We consider two probability measures $$\mu,\nu$$ compared with the squared-Euclidean distance, $$c(x,y)=\|x-y\|^2$$. These measures are discrete and of the same size in this notebook:

$\mu=\sum_{i=1}^n a_i\delta_{x_i},\quad \nu =\sum_{j=1}^n b_j\delta_{y_j},$

to define the OT problem in its primal form,

$\min_{P \in U(a,b)} \langle C, P \rangle - \varepsilon H(P).$

where $$U(a,b):=\{P \in \mathbf{R}_+^{n\times n}, P\mathbf{1}_{n}=b, P^T\mathbf{1}_n=b\}$$, and $$C = [ \|x_i - y_j \|^2 ]_{i,j}\in \mathbf{R}_+^{n\times n}$$, and $$H$$ is the Shannon entropy of $$P$$, $$H(P)=-\sum_{ij} P_{ij} \left(\log P_{ij}-1\right)$$.
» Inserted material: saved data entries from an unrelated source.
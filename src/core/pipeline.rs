use std::sync::Arc;
use crate::core::{Interpreter, Scorer};
use crate::error::ScoreError;
use crate::models::{PreferenceRanks, ScoreOutcome};
use crate::services::{Ocr, OcrError, OcrMode};

/// OCR, interpretation and scoring of clothing label images
///
/// # Pipeline Stages
/// 1. Text: pre-known labels, then OCR of each image in order
/// 2. Interpretation into materials, country and label text
/// 3. Scoring against the user's preference ranks
///
/// When interpretation fails and bounding-poly retry is enabled, stages
/// 1-2 run once more with bounding-poly OCR. A second bounding-poly pass
/// over the same bytes reads the same text, so `max_attempts` only caps
/// the passes at 2 and a value of 1 turns the retry off.
pub struct ScorePipeline {
    ocr: Arc<dyn Ocr>,
    interpreter: Interpreter,
    scorer: Scorer,
    max_attempts: usize,
}

impl ScorePipeline {
    pub fn new(ocr: Arc<dyn Ocr>, interpreter: Interpreter, scorer: Scorer, max_attempts: usize) -> Self {
        Self {
            ocr,
            interpreter,
            scorer,
            max_attempts: max_attempts.max(1),
        }
    }

    pub fn max_attempts(&self) -> usize {
        self.max_attempts
    }

    async fn read_texts(
        &self,
        pre_known_labels: Option<&[String]>,
        images: &[Vec<u8>],
        mode: OcrMode,
    ) -> Result<Vec<String>, OcrError> {
        let mut texts: Vec<String> = pre_known_labels.map(<[String]>::to_vec).unwrap_or_default();

        for image in images {
            texts.push(self.ocr.image_to_text(image, mode).await?);
        }

        Ok(texts)
    }

    /// Score the garment shown by `images` and described by `pre_known_labels`
    pub async fn ocr_and_compute_images_score(
        &self,
        ranks: &PreferenceRanks,
        pre_known_labels: Option<&[String]>,
        images: &[Vec<u8>],
        retry_with_google_bounding_polys: bool,
        return_found_elements: bool,
    ) -> Result<ScoreOutcome, ScoreError> {
        let mut mode = OcrMode::Plain;
        let mut attempt = 1;

        let elements = loop {
            let texts = self.read_texts(pre_known_labels, images, mode).await?;

            match self.interpreter.interpret(&texts) {
                Ok(elements) => break elements,
                Err(err)
                    if retry_with_google_bounding_polys
                        && mode == OcrMode::Plain
                        && attempt < self.max_attempts
                        && !images.is_empty() =>
                {
                    tracing::warn!(
                        "Label interpretation failed on attempt {}/{} ({}), retrying with bounding polys",
                        attempt,
                        self.max_attempts,
                        err
                    );
                    attempt += 1;
                    mode = OcrMode::BoundingPolys;
                }
                Err(err) => return Err(err.into()),
            }
        };

        let score = self.scorer.score(&elements, ranks);
        tracing::debug!(
            "Scored label: {} materials, country {}, score {}",
            elements.materials.len(),
            elements.country,
            score
        );

        Ok(ScoreOutcome {
            score,
            elements: return_found_elements.then_some(elements),
        })
    }
}
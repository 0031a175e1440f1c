use reqwest::{Client, StatusCode};
use serde::Deserialize;
use std::sync::Arc;
use std::time::Duration;
use thiserror::Error;
use crate::config::ClientSettings;
use crate::models::{ImageInput, Preference, SentMessage};
use crate::routes::score::{Route, SCORE_PREFIX};
use crate::routes::API_PREFIX;
use crate::services::identity::{GoogleIdentity, IdentityError, IdentityTokenProvider};

/// Errors that can occur when calling the score service
#[derive(Debug, Error)]
pub enum ClientError {
    #[error("HTTP request failed: {0}")]
    RequestError(#[from] reqwest::Error),

    #[error("Failed to mint identity token: {0}")]
    Identity(#[from] IdentityError),

    #[error("Remote target requires a token or an identity provider")]
    MissingIdentityProvider,

    #[error("Failed to serialize request: {0}")]
    Serialization(#[from] serde_json::Error),
}

/// Where the score service runs
#[derive(Debug, Clone, Copy, PartialEq, Eq, Deserialize)]
#[serde(rename_all = "lowercase")]
pub enum ScoreTarget {
    /// Development server reached on an explicit port, no auth
    Local,
    /// Deployed service behind identity-token auth
    Remote,
}

impl ScoreTarget {
    /// Fallback classification when configuration does not say
    pub fn infer(host_url: &str) -> Self {
        if host_url.contains("localhost") {
            ScoreTarget::Local
        } else {
            ScoreTarget::Remote
        }
    }

    /// Base URL for this target; the port only applies locally
    pub fn call_url(&self, host_url: &str, port: Option<u16>) -> String {
        match (self, port) {
            (ScoreTarget::Local, Some(port)) => format!("{}:{}", host_url, port),
            _ => host_url.to_string(),
        }
    }
}

pub fn http_call_url(host_url: &str, api_app_port: Option<u16>) -> String {
    ScoreTarget::infer(host_url).call_url(host_url, api_app_port)
}

pub fn build_full_route(router_prefix: &str, route: &str) -> String {
    build_full_route_with_prefix(router_prefix, route, API_PREFIX)
}

pub fn build_full_route_with_prefix(router_prefix: &str, route: &str, api_app_prefix: &str) -> String {
    format!("{}{}{}", api_app_prefix, router_prefix, route)
}

/// Raw reply of the score service
///
/// The body is returned whatever the status, so callers check `status`.
#[derive(Debug, Clone)]
pub struct ScoreCallResponse {
    pub status: StatusCode,
    pub body: Vec<u8>,
}

impl ScoreCallResponse {
    pub fn is_success(&self) -> bool {
        self.status == StatusCode::OK
    }

    pub fn json<T: for<'de> Deserialize<'de>>(&self) -> Result<T, serde_json::Error> {
        serde_json::from_slice(&self.body)
    }
}

/// Client for the compute score endpoint
pub struct ScoreClient {
    api_url: String,
    api_port: Option<u16>,
    target: ScoreTarget,
    timeout: Duration,
    user_id: String,
    preferences: Vec<Preference>,
    client: Client,
    identity: Option<Arc<dyn IdentityTokenProvider>>,
}

impl ScoreClient {
    pub fn new(api_url: String, api_port: Option<u16>, target: ScoreTarget, timeout: Duration) -> Self {
        Self {
            api_url,
            api_port,
            target,
            timeout,
            user_id: "dummy_user_id".to_string(),
            preferences: Preference::ALL.to_vec(),
            client: Client::new(),
            identity: None,
        }
    }

    /// Build a client from configuration, wiring Google identity for remote targets
    pub fn from_settings(settings: &ClientSettings) -> Result<Self, ClientError> {
        let target = settings.resolved_target();
        let mut client = Self::new(
            settings.api_url.clone(),
            settings.api_port,
            target,
            Duration::from_secs(settings.timeout_secs),
        )
        .with_user(settings.user_id.clone(), settings.preferences.clone());

        if target == ScoreTarget::Remote {
            let identity = GoogleIdentity::from_credentials_path(
                settings.credentials_path.as_deref(),
                client.client.clone(),
            )?;
            client = client.with_identity(Arc::new(identity));
        }

        Ok(client)
    }

    pub fn with_identity(mut self, identity: Arc<dyn IdentityTokenProvider>) -> Self {
        self.identity = Some(identity);
        self
    }

    pub fn with_user(mut self, user_id: impl Into<String>, preferences: Vec<Preference>) -> Self {
        self.user_id = user_id.into();
        self.preferences = preferences;
        self
    }

    pub fn request_url(&self) -> String {
        self.target.call_url(&self.api_url, self.api_port)
            + &build_full_route(SCORE_PREFIX, Route::POST_COMPUTE_SCORE)
    }

    pub fn request_data(
        &self,
        images: Option<Vec<ImageInput>>,
        images_urls: Option<Vec<String>>,
        images_labels: Option<Vec<String>>,
    ) -> Result<String, ClientError> {
        let message = SentMessage::new(
            images,
            images_urls,
            images_labels,
            self.user_id.clone(),
            self.preferences.clone(),
        );
        Ok(serde_json::to_string(&message)?)
    }

    async fn authorization_token(&self, given: Option<String>) -> Result<Option<String>, ClientError> {
        match (given, self.target) {
            (Some(token), _) => Ok(Some(token)),
            (None, ScoreTarget::Local) => Ok(None),
            (None, ScoreTarget::Remote) => {
                let identity = self.identity.as_ref().ok_or(ClientError::MissingIdentityProvider)?;
                Ok(Some(identity.id_token(&self.api_url).await?))
            }
        }
    }

    /// Send images to the compute score endpoint
    pub async fn post_compute_score(
        &self,
        images: Option<Vec<ImageInput>>,
        images_urls: Option<Vec<String>>,
        images_labels: Option<Vec<String>>,
        authorization_token: Option<String>,
    ) -> Result<ScoreCallResponse, ClientError> {
        let token = self.authorization_token(authorization_token).await?;
        let url = self.request_url();
        let body = self.request_data(images, images_urls, images_labels)?;

        let mut request = self
            .client
            .post(&url)
            .header("Content-Type", "application/json")
            .timeout(self.timeout)
            .body(body);

        if let Some(token) = token {
            request = request.bearer_auth(token);
        }

        let response = request.send().await?;
        let status = response.status();
        let body = response.bytes().await?.to_vec();

        if status != StatusCode::OK {
            tracing::error!(
                "Error during post_compute_score at {} : {}",
                self.api_url,
                String::from_utf8_lossy(&body)
            );
        }

        Ok(ScoreCallResponse { status, body })
    }
}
That problem is equivalent to the following dual form,

$\max_{f, g} \langle a, f \rangle + \langle b, g \rangle - \varepsilon \langle e^{f/\varepsilon},Ke^{g/\varepsilon} \rangle +\varepsilon.$

These two problems can be solved by OTT and POT using the Sinkhorn iterations with a simple initialization for $$u$$, and subsequent updates $$v \leftarrow a / K^Tu, u \leftarrow b / Kv$$, where $$K:=e^{-C/\varepsilon}$$.
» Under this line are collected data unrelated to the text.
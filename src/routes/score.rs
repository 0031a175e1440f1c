use actix_web::{web, HttpResponse, Responder};
use std::sync::Arc;
use validator::Validate;
use crate::core::ScorePipeline;
use crate::error::ScoreError;
use crate::models::{HealthResponse, LabelMessage, PreferenceRanks, ScoreResponse};
use crate::services::ImageFetcher;

pub const SCORE_PREFIX: &str = "/score";

/// Routes under [`SCORE_PREFIX`]
pub struct Route;

impl Route {
    pub const POST_COMPUTE_SCORE: &'static str = "/post_compute_score";
}

/// Application state shared across all handlers
#[derive(Clone)]
pub struct AppState {
    pub pipeline: Arc<ScorePipeline>,
    pub fetcher: ImageFetcher,
    pub retry_with_google_bounding_polys: bool,
}

/// Configure all score-related routes
pub fn configure(cfg: &mut web::ServiceConfig) {
    cfg.service(
        web::scope(SCORE_PREFIX)
            .route(Route::POST_COMPUTE_SCORE, web::post().to(post_compute_score)),
    );
}

/// Health check endpoint
pub async fn health_check() -> impl Responder {
    HttpResponse::Ok().json(HealthResponse {
        status: "healthy".to_string(),
        version: env!("CARGO_PKG_VERSION").to_string(),
        timestamp: chrono::Utc::now(),
    })
}

/// Compute score endpoint
///
/// POST /v1/score/post_compute_score
///
/// Request body:
/// ```json
/// {
///   "images": ["<base64>"],
///   "images_urls": ["https://..."],
///   "images_labels": ["100% cotton made in portugal"],
///   "preferences": ["environment", "societal", "animal", "health"],
///   "user_id": "string"
/// }
/// ```
///
/// URL images are fetched first, in order, then inline images follow.
async fn post_compute_score(
    state: web::Data<AppState>,
    req: web::Json<LabelMessage>,
) -> Result<HttpResponse, ScoreError> {
    let request_id = uuid::Uuid::new_v4();
    let message = req.into_inner();

    if let Err(errors) = message.validate() {
        tracing::info!("[{}] Validation failed for post_compute_score: {}", request_id, errors);
        return Err(errors.into());
    }

    let ranks = PreferenceRanks::from_preferences(&message.preferences)?;

    tracing::info!(
        "[{}] Computing score for user {}: {} urls, {} images, {} labels",
        request_id,
        message.user_id,
        message.images_urls.as_ref().map_or(0, Vec::len),
        message.images.as_ref().map_or(0, Vec::len),
        message.images_labels.as_ref().map_or(0, Vec::len)
    );

    let mut images_bytes = match &message.images_urls {
        Some(urls) => state.fetcher.fetch_all(urls).await.map_err(|e| {
            tracing::error!("[{}] Failed to fetch images: {}", request_id, e);
            e
        })?,
        None => vec![],
    };
    if let Some(images) = message.images {
        images_bytes.extend(images);
    }

    let outcome = state
        .pipeline
        .ocr_and_compute_images_score(
            &ranks,
            message.images_labels.as_deref(),
            &images_bytes,
            state.retry_with_google_bounding_polys,
            true,
        )
        .await
        .map_err(|e| {
            tracing::info!("[{}] Could not score label: {}", request_id, e);
            e
        })?;

    tracing::info!("[{}] Score {} for user {}", request_id, outcome.score, message.user_id);

    Ok(HttpResponse::Ok().json(ScoreResponse::from(outcome)))
}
Upon convergence to fixed points $$u^*, v^*$$, one has $$P^*=D(u^*)KD(v^*)$$ or, alternatively, $$f^*, g^* = \varepsilon \log(u^*), \varepsilon\log(v^*)$$.
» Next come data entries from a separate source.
use actix_cors::Cors;
use actix_web::{middleware, web, App, HttpServer};
use label_score::config::Settings;
use label_score::core::{Interpreter, ScorePipeline, Scorer};
use label_score::routes::{self, score::AppState};
use label_score::services::{GoogleVisionOcr, ImageFetcher};
use std::sync::Arc;
use std::time::Duration;
use tracing::{error, info};
use tracing_subscriber::EnvFilter;

fn startup_error(context: &str, err: impl std::fmt::Display) -> std::io::Error {
    error!("{}: {}", context, err);
    std::io::Error::new(std::io::ErrorKind::Other, format!("{}: {}", context, err))
}

#[actix_web::main]
async fn main() -> std::io::Result<()> {
    // Load .env file if present
    dotenv::dotenv().ok();

    // Initialize logging
    let log_level = std::env::var("LOG_LEVEL").unwrap_or_else(|_| "info".to_string());
    let log_format = std::env::var("LOG_FORMAT").unwrap_or_else(|_| "json".to_string());

    let subscriber = tracing_subscriber::fmt()
        .with_env_filter(EnvFilter::new(log_level))
        .with_target(false)
        .with_level(true);

    if log_format == "pretty" {
        subscriber.pretty().init();
    } else {
        subscriber.init();
    }

    info!("Starting label score service...");

    let settings = Settings::load().map_err(|e| startup_error("Failed to load configuration", e))?;

    info!("Configuration loaded successfully");

    if settings.ocr.api_key.is_none() {
        error!("No OCR API key configured (GOOGLE_API_KEY), OCR calls will be rejected");
    }

    let ocr = GoogleVisionOcr::new(
        settings.ocr.endpoint.clone(),
        settings.ocr.api_key.clone(),
        Duration::from_secs(settings.ocr.timeout_secs),
    )
    .map_err(|e| startup_error("Failed to create OCR client", e))?;

    let interpreter = Interpreter::new().map_err(|e| startup_error("Failed to build label interpreter", e))?;

    let pipeline = Arc::new(ScorePipeline::new(
        Arc::new(ocr),
        interpreter,
        Scorer::new(),
        settings.compute_score.max_attempts,
    ));

    info!(
        "Pipeline initialized (max attempts: {}, bounding poly retry: {})",
        pipeline.max_attempts(),
        settings.compute_score.retry_with_google_bounding_polys
    );

    let fetcher = ImageFetcher::new(settings.fetch.timeout_secs.map(Duration::from_secs))
        .map_err(|e| startup_error("Failed to create image fetcher", e))?;

    let app_state = AppState {
        pipeline,
        fetcher,
        retry_with_google_bounding_polys: settings.compute_score.retry_with_google_bounding_polys,
    };

    // Configure HTTP server
    let host = settings.server.host.clone();
    let port = settings.server.port;
    let workers = settings.server.workers.unwrap_or(4);

    info!("Starting HTTP server on {}:{}", host, port);

    HttpServer::new(move || {
        let cors = Cors::permissive();

        App::new()
            .app_data(web::Data::new(app_state.clone()))
            .app_data(routes::json_config())
            .wrap(cors)
            .wrap(middleware::Logger::default())
            .wrap(middleware::Compress::default())
            .configure(routes::configure_routes)
    })
    .workers(workers)
    .bind((host, port))?
    .run()
    .await
}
## OTT and POT implementation#

Both toolboxes can carry out the Sinkhorn updates as described in the formulas above (this corresponds to lse_mode=False in OTT and method='sinkhorn' in POT), but most practitioners will find that doing computations in log-space yields more robust computations, notably in low regularization regimes.

OTT relies on log-space iterations (lse_mode=True), whereas POT, uses a stabilization trick (method='sinkhorn_stabilized') to avoid numerical overflows, by re-updating the kernel matrix regularly.

The default behavior of OTT is to carry out these updates until $$\|u\circ Kv - a\|_1 + \|v\circ K^Tu - b\|_1$$ is smaller than the user-defined threshold. POT uses instead the $$\|\cdot\|_2$$ norm of these terms. Thankfully, OTT can consider other norms by setting the norm_error parameter, in this case to 2 to facilitate comparisons.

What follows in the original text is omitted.